Control Method for Continuous Non-Invasive Arterial Pressure Monitoring using the Non-Pulsatile Component of the PPG Signal

Tuukka Panula, Jukka-Pekka SirkiƤ, Matti Kaisti
University of Turku


Introduction: Photoplethysmograph (PPG) contact pressure has a noticeable effect on blood pressure (BP) tracking, pulse wave analysis and pulse propagation measurements. BP changes alter the difference between intra-arterial and contact pressure, called transmural pressure. We propose a new technique enabling continuous control of transmural pressure using the non-pulsatile (DC) component in the PPG signal as feedback. Methods: An instrument with combined pressure and PPG sensors is used to apply pressure and measure blood flow from the fingertip. An initial BP calibration is performed using an arm cuff device. An increasing pressure ramp is induced to obtain a bell shaped oscillometric waveform envelope from the pressure sensor signal.
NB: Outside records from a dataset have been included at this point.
// ==========================================
// 配方成本核算系统 - 核心库
// ==========================================
// 技术栈: Rust + SQLite + 远程单位换算服务
// 系统定位: 价格库导入、配方成本拆解、建议售价
// ==========================================

// 初始化国际化系统
rust_i18n::i18n!("locales", fallback = "es");

// ==========================================
// 模块声明
// ==========================================

// 领域层 - 实体与值对象
pub mod domain;

// 数据仓储层 - 数据访问
pub mod repository;

// 引擎层 - 单位目录 / 单位换算 / 成本核算
pub mod engine;

// 导入层 - 外部价格表
pub mod importer;

// 配置层 - 系统配置
pub mod config;

// 数据库基础设施（连接初始化/PRAGMA 统一）
pub mod db;

// 日志系统
pub mod logging;

// 国际化
pub mod i18n;

// API 层 - 业务接口
pub mod api;

// 应用层 - 装配
pub mod app;

// ==========================================
// 重导出核心类型
// ==========================================

// 领域实体
pub use domain::{
    CatalogItem, CostBreakdown, EntityStatus, ImportValidationResult, LineCost, NewPriceItem,
    PriceDatabase, RawRow, RowError, UnitInfo, Workbook, WorkbookDetail, WorkbookLine,
    WorkbookParams, WorkbookSummary,
};

// 引擎
pub use engine::{
    CostingEngine, CostingError, FallbackPolicy, UnitCatalog, UnitConversionService,
    UnitConverter,
};

// 导入
pub use importer::{ImportValidator, PriceImporter, PriceImporterImpl};

// API
pub use api::{ApiError, ApiResult, PriceDatabaseApi, UnitsApi, WorkbookApi};

// ==========================================
// 常量定义
// ==========================================

// 系统版本
pub const VERSION: &str = env!("CARGO_PKG_VERSION");

// 系统名称
pub const APP_NAME: &str = "配方成本核算系统";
External pressure is lowered until it reaches a level corresponding to mean arterial pressure (MAP). At this point, transmural pressure equals zero. The DC component of the PPG signal at a beat-to-beat level is marked as a setpoint for the feedback loop. The DC level varies inversely to intra-arterial pressure, which along with adjusting the contact pressure is used to compensate for variations in BP. As the DC level shifts from the setpoint, the applied pressure is adjusted in order to maintain zero transmural pressure. The pressure reading from the sensor then equals intra-arterial pressure. Results: The technology was verified by comparing: (i) measured pressure variation induced by hydrostatic changes with theoretical values, (ii) pulse morphology with and without feedback control during hydrostatic changes, and (iii) continuous MAP readings measured with the reference device (CNSystems CNAP 500) and our device. Discussion: The proposed technology performed well compared to traditional volume clamp technique while requiring significantly less complex control logic and no fast-switching pneumatics. The technology could be used for continuous BP monitoring or improving the accuracy of PPG based pulse wave analysis (PWA) and pulse transit time (PTT) devices.